* **WHAT YOU WILL DO**
Comb the records below for the string "used" and copy each line where it turns up.

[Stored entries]
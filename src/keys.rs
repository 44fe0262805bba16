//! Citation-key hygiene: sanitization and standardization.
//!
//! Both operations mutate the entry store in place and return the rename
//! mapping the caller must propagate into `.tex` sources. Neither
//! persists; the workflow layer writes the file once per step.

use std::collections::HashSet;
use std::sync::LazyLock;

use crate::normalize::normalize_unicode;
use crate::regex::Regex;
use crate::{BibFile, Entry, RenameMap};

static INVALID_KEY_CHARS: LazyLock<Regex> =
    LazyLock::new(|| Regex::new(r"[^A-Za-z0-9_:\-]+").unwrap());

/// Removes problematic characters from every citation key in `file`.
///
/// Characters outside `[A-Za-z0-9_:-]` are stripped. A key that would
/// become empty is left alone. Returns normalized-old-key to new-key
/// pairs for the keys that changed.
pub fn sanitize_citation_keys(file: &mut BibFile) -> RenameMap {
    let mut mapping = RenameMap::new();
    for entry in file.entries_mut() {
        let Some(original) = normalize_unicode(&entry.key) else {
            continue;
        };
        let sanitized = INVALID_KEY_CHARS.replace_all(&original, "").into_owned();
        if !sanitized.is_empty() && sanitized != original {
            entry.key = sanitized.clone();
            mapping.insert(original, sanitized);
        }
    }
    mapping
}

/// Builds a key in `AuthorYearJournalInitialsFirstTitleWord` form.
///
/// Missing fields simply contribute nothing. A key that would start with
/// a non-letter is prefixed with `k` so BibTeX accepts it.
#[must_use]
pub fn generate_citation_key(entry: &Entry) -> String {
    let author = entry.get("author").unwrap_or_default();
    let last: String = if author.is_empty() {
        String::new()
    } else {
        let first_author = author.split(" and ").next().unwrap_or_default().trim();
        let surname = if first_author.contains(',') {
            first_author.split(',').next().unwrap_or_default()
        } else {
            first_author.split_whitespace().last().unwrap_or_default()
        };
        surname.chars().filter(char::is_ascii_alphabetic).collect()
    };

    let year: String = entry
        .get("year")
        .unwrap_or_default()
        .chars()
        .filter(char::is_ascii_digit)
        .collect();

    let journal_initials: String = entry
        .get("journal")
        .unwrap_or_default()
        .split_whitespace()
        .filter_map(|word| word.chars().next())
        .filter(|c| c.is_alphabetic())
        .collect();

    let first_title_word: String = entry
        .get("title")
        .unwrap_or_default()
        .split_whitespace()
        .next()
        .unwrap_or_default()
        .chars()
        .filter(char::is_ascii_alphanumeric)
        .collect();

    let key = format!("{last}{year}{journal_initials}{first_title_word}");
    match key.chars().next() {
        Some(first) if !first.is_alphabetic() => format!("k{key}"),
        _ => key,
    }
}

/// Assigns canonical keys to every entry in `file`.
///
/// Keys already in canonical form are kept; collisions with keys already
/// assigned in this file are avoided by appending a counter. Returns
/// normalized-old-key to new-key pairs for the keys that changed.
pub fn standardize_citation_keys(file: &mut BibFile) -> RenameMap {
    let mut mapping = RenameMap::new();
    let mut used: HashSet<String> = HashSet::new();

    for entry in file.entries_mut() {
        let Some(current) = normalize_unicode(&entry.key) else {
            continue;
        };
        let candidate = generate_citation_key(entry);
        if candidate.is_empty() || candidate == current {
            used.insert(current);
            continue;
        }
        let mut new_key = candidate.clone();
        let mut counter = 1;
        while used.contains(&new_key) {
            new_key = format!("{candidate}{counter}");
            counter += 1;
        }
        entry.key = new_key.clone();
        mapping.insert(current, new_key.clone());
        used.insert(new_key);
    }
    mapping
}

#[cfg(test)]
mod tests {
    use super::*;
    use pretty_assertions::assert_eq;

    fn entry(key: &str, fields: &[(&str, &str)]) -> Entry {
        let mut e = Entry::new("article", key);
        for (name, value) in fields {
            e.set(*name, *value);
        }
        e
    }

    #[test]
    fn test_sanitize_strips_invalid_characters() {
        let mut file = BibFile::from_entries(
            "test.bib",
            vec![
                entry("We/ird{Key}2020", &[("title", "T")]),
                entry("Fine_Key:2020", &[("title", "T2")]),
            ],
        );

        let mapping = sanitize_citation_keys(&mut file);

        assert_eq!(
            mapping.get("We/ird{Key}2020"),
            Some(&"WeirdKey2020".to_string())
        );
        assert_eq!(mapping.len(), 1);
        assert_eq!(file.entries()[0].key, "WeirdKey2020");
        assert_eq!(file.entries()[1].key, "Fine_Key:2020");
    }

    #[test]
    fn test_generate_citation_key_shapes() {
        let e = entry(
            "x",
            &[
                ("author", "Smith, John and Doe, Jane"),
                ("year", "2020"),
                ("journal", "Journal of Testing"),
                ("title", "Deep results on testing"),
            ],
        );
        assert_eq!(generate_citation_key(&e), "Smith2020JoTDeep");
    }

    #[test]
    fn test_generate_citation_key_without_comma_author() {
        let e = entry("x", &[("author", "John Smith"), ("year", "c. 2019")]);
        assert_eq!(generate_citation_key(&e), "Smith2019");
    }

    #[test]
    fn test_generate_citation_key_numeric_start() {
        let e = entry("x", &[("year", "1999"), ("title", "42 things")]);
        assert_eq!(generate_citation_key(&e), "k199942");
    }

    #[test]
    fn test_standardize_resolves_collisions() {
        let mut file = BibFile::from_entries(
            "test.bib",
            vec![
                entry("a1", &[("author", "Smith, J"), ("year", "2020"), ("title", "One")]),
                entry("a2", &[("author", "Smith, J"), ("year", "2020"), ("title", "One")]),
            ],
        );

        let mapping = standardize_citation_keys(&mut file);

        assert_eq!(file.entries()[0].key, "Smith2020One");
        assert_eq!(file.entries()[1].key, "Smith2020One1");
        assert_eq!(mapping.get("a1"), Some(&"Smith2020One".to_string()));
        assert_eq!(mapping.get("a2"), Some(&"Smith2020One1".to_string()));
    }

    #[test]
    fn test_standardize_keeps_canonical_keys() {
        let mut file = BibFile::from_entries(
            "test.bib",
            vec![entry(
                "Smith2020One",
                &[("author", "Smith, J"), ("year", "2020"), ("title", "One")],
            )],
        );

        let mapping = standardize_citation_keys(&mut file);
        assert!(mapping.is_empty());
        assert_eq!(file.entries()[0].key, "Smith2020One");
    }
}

* **ANSWER BOX**
    let mut used: HashSet<String> = HashSet::new();
            used.insert(current);
        while used.contains(&new_key) {
        used.insert(new_key);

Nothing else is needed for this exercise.